### [PROVIDED RECORDS]
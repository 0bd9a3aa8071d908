//! Annotation element and initializer values.

use jmodel_syntax::ast::Expr;

use crate::binding::{TypeBinding, ValueBinding};

use super::binder::{absent_value, constant_conversion, Scope};
use super::state::EnvState;

impl EnvState {
    /// Evaluates `expr` against the element type it is assigned to. Total: anything that is
    /// not a value becomes [`ValueBinding::Unknown`] (or an empty array for array elements).
    pub(crate) fn evaluate(
        &self,
        scope: &Scope,
        expr: &Expr,
        expected: Option<&TypeBinding>,
    ) -> ValueBinding {
        if let Some(TypeBinding::Array(component)) = expected {
            return match expr {
                Expr::ArrayInit(init) => ValueBinding::Array(
                    init.elements
                        .iter()
                        .map(|element| self.evaluate(scope, element, Some(component.as_ref())))
                        .collect(),
                ),
                _ => match self.evaluate(scope, expr, Some(component.as_ref())) {
                    ValueBinding::Unknown => absent_value(expected),
                    single => ValueBinding::Array(vec![single]),
                },
            };
        }

        match expr {
            // An array where a scalar is expected is an error; keep the elements anyway.
            Expr::ArrayInit(init) => ValueBinding::Array(
                init.elements
                    .iter()
                    .map(|element| self.evaluate(scope, element, None))
                    .collect(),
            ),
            Expr::Annotation(annotation) => {
                ValueBinding::Annotation(Box::new(self.bind_annotation(scope, annotation)))
            }
            Expr::ClassLiteral(literal) => {
                ValueBinding::Class(self.resolve_type_ref(scope, &literal.ty))
            }
            Expr::Paren(paren) => self.evaluate(scope, &paren.expr, expected),
            Expr::Name(_) | Expr::FieldAccess(_) => {
                if let Some(value) = self.enum_constant(scope, expr) {
                    return value;
                }
                self.constant(scope, expr, expected)
            }
            _ => self.constant(scope, expr, expected),
        }
    }

    fn constant(&self, scope: &Scope, expr: &Expr, expected: Option<&TypeBinding>) -> ValueBinding {
        let Some(value) = self.fold(scope, expr) else {
            return ValueBinding::Unknown;
        };
        let value = match expected {
            Some(ty @ (TypeBinding::Primitive(_) | TypeBinding::Class(_))) => {
                match constant_conversion(value.clone(), ty) {
                    Some(converted) => converted,
                    None if matches!(ty, TypeBinding::Class(_)) && !is_string(ty) => value,
                    None => return ValueBinding::Unknown,
                }
            }
            _ => value,
        };
        ValueBinding::Const(value)
    }

    fn enum_constant(&self, scope: &Scope, expr: &Expr) -> Option<ValueBinding> {
        let (class, site) = self.resolve_field_ref(scope, expr)?;
        if !site.is_enum_constant() {
            return None;
        }
        let constant = match expr {
            Expr::Name(name) => name.name.clone(),
            Expr::FieldAccess(access) => access.name.clone(),
            _ => return None,
        };
        Some(ValueBinding::Enum {
            type_name: class,
            constant,
        })
    }
}

fn is_string(ty: &TypeBinding) -> bool {
    ty.class_name() == Some("java.lang.String")
}
pub(crate) const PRIMITIVES: &[&str] = &[
    "boolean", "byte", "char", "short", "int", "long", "float", "double",
];

#[derive(Clone, Copy)]
pub(crate) struct Checkpoint {
    pos: usize,
    errors: usize,
}

pub(crate) struct Parser {
    pub(crate) tokens: Vec<Token>,
    pub(crate) pos: usize,
    pub(crate) errors: Vec<ParseError>,
    len: usize,
}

### [REQUIRED WORK]
Reproduce the listing above exactly.

### [RESULT OF THIS TASK]
repository 0bd9a3aa8071d908
//! Annotation element and initializer values.

use jmodel_syntax::ast::Expr;

use crate::binding::{TypeBinding, ValueBinding};

use super::binder::{absent_value, constant_conversion, Scope};
use super::state::EnvState;

impl EnvState {
    /// Evaluates `expr` against the element type it is assigned to. Total: anything that is
    /// not a value becomes [`ValueBinding::Unknown`] (or an empty array for array elements).
    pub(crate) fn evaluate(
        &self,
        scope: &Scope,
        expr: &Expr,
        expected: Option<&TypeBinding>,
    ) -> ValueBinding {
        if let Some(TypeBinding::Array(component)) = expected {
            return match expr {
                Expr::ArrayInit(init) => ValueBinding::Array(
                    init.elements
                        .iter()
                        .map(|element| self.evaluate(scope, element, Some(component.as_ref())))
                        .collect(),
                ),
                _ => match self.evaluate(scope, expr, Some(component.as_ref())) {
                    ValueBinding::Unknown => absent_value(expected),
                    single => ValueBinding::Array(vec![single]),
                },
            };
        }

        match expr {
            // An array where a scalar is expected is an error; keep the elements anyway.
            Expr::ArrayInit(init) => ValueBinding::Array(
                init.elements
                    .iter()
                    .map(|element| self.evaluate(scope, element, None))
                    .collect(),
            ),
            Expr::Annotation(annotation) => {
                ValueBinding::Annotation(Box::new(self.bind_annotation(scope, annotation)))
            }
            Expr::ClassLiteral(literal) => {
                ValueBinding::Class(self.resolve_type_ref(scope, &literal.ty))
            }
            Expr::Paren(paren) => self.evaluate(scope, &paren.expr, expected),
            Expr::Name(_) | Expr::FieldAccess(_) => {
                if let Some(value) = self.enum_constant(scope, expr) {
                    return value;
                }
                self.constant(scope, expr, expected)
            }
            _ => self.constant(scope, expr, expected),
        }
    }

    fn constant(&self, scope: &Scope, expr: &Expr, expected: Option<&TypeBinding>) -> ValueBinding {
        let Some(value) = self.fold(scope, expr) else {
            return ValueBinding::Unknown;
        };
        let value = match expected {
            Some(ty @ (TypeBinding::Primitive(_) | TypeBinding::Class(_))) => {
                match constant_conversion(value.clone(), ty) {
                    Some(converted) => converted,
                    None if matches!(ty, TypeBinding::Class(_)) && !is_string(ty) => value,
                    None => return ValueBinding::Unknown,
                }
            }
            _ => value,
        };
        ValueBinding::Const(value)
    }

    fn enum_constant(&self, scope: &Scope, expr: &Expr) -> Option<ValueBinding> {
        let (class, site) = self.resolve_field_ref(scope, expr)?;
        if !site.is_enum_constant() {
            return None;
        }
        let constant = match expr {
            Expr::Name(name) => name.name.clone(),
            Expr::FieldAccess(access) => access.name.clone(),
            _ => return None,
        };
        Some(ValueBinding::Enum {
            type_name: class,
            constant,
        })
    }
}

fn is_string(ty: &TypeBinding) -> bool {
    ty.class_name() == Some("java.lang.String")
}
pub(crate) const PRIMITIVES: &[&str] = &[
    "boolean", "byte", "char", "short", "int", "long", "float", "double",
];

#[derive(Clone, Copy)]
pub(crate) struct Checkpoint {
    pos: usize,
    errors: usize,
}

pub(crate) struct Parser {
    pub(crate) tokens: Vec<Token>,
    pub(crate) pos: usize,
    pub(crate) errors: Vec<ParseError>,
    len: usize,
}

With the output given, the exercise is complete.